A qualifying asset being, an asset that necessarily takes a
substantial period of time to get ready for its intended use.
Other borrowing costs are to be recognized as an expense
in the period in which they are incurred.

X. Impairment of Assets:

Assessment of Impairment of Assets (as covered under
AS-28 Impairment of Assets) is done as at the Balance
Sheet Date considering external and internal impairment
indicators. If there is an indication that an asset may be
impaired, its recoverable amount is estimated and the
impairment loss duly provided for.

XI. Leases:

Leases are classified as operating leases where the lesser
effectively retains substantially all the risks and benefits
of the ownership of the leased assets. Operating lease
payments and/or receipts are recognized as an expense
and/or income in the Statement of Profit and Loss on
accrual basis.

XII. Accounting for Taxes on Income:

• Provision for taxation for the year under report includes
provision for current tax as well as deferred tax.

• Provision for Current tax is made, based on tax
estimated to be payable as computed under the
various provisions of the Income Tax Act, 1961.

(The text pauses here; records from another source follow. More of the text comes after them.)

//! In-memory portal and fetcher used by the integration tests.
#![allow(dead_code)]

use async_trait::async_trait;
use std::collections::{HashMap, HashSet};
use std::path::Path;
use std::sync::Mutex;
use syllabus_core::config::{Config, Credentials, TimingConfig};
use syllabus_core::portal::{
    ElementHandle, Locator, OptionChoice, PortalSession, SelectOption, PASSWORD_FIELD,
    USERNAME_FIELD,
};
use syllabus_core::{Error, Result};
use syllabus_harvest::FileFetcher;

pub const LOGIN_URL: &str = "https://portal.example.edu/syllabus/portal";
pub const LANDING_URL: &str = "https://portal.example.edu/syllabus/home";
pub const TOOL_URL: &str = "https://portal.example.edu/syllabus/tools/CourseCompletion";
pub const ERROR_URL: &str = "https://portal.example.edu/syllabus/error";
pub const PLACEHOLDER: &str = "-- Select Semester --";

pub fn test_config() -> Config {
    let mut config = Config::default();
    config.portal.login_url = LOGIN_URL.to_string();
    config.portal.tool_url = TOOL_URL.to_string();
    config.credentials = Credentials {
        username: "chair".to_string(),
        password: "s3cret".to_string(),
    };
    config.timing = TimingConfig::immediate();
    config
}

pub fn file_url(name: &str) -> String {
    format!("https://files.example.edu/files/{}", name)
}

#[derive(Debug, Clone)]
pub struct FakeRow {
    pub cells: Vec<String>,
    pub href: Option<String>,
}

impl FakeRow {
    pub fn course(name: &str, href: &str, uploaded: &str) -> Self {
        Self {
            cells: vec![
                format!("  {}  ", name),
                "Download".to_string(),
                "3".to_string(),
                "Dr. Smith".to_string(),
                format!(" {} ", uploaded),
            ],
            href: Some(href.to_string()),
        }
    }

    /// `<th>` header row: no `<td>` cells at all.
    pub fn header() -> Self {
        Self {
            cells: Vec::new(),
            href: None,
        }
    }

    pub fn without_link(name: &str, uploaded: &str) -> Self {
        Self {
            href: None,
            ..Self::course(name, "", uploaded)
        }
    }

    pub fn short(name: &str) -> Self {
        Self {
            cells: vec![name.to_string(), "Download".to_string(), "3".to_string()],
            href: Some(file_url("short.pdf")),
        }
    }

    fn name(&self) -> String {
        self.cells.first().map(|c| c.trim().to_string()).unwrap_or_default()
    }
}

#[derive(Debug, Clone)]
pub struct FakeCategory {
    pub name: String,
    pub rows: Vec<FakeRow>,
}

impl FakeCategory {
    /// A category table with a header row followed by `rows`.
    pub fn new(name: &str, rows: Vec<FakeRow>) -> Self {
        let mut all = vec![FakeRow::header()];
        all.extend(rows);
        Self {
            name: name.to_string(),
            rows: all,
        }
    }
}

#[derive(Debug, Clone)]
pub struct FakeSemester {
    pub label: String,
    pub categories: Vec<FakeCategory>,
}

impl FakeSemester {
    pub fn new(label: &str, categories: Vec<FakeCategory>) -> Self {
        Self {
            label: label.to_string(),
            categories,
        }
    }
}

#[derive(Debug, Clone, PartialEq, Eq)]
pub enum Page {
    Blank,
    Login,
    Landing,
    Tool,
    Elsewhere(String),
}

#[derive(Debug, Clone, Copy)]
enum Node {
    Field(&'static str),
    EntryLink,
    Select,
    Heading(usize),
    Table(usize),
    Row(usize, usize),
    Cell(usize, usize, usize),
    Link(usize, usize),
}

pub struct FakePortal {
    username: String,
    password: String,
    select_id: String,
    entry_text: String,
    pub semesters: Vec<FakeSemester>,
    pub page: Page,
    pub logged_in: bool,
    return_to: Option<Page>,
    /// Option index; 0 is the placeholder.
    selected: usize,
    generation: u64,
    nodes: HashMap<u64, Node>,
    next_id: u64,
    history: Vec<Page>,
    typed: HashMap<&'static str, String>,

    pub entry_link_present: bool,
    pub tool_has_select: bool,
    /// Courses whose download link goes stale the first time it is looked up.
    pub stale_links: HashSet<String>,
    /// Courses whose href read coincides with the page redirecting elsewhere.
    pub redirect_on_href: HashSet<String>,
    /// Rows whose cell lookup fails once, without the page changing.
    pub unreadable_rows: HashSet<String>,
    /// Courses whose href read is answered, then the session times out.
    pub expire_after_href: HashSet<String>,

    pub logins: usize,
    pub selections: Vec<String>,
    pub backs: usize,
}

• Deferred tax is recognized, subject to prudence,
on timing differences between taxable income and
accounting income that originate during the year
and are capable of being reversed in one or more
subsequent periods.

Deferred tax assets are recognized only to the extent that
there is a reasonable certainty that future taxable income
will be available against which such deferred tax assets can
be realized. Deferred Tax Liabilities/Assets are quantified
using the tax rates and tax laws enacted or substantively
enacted as on the balance sheet date.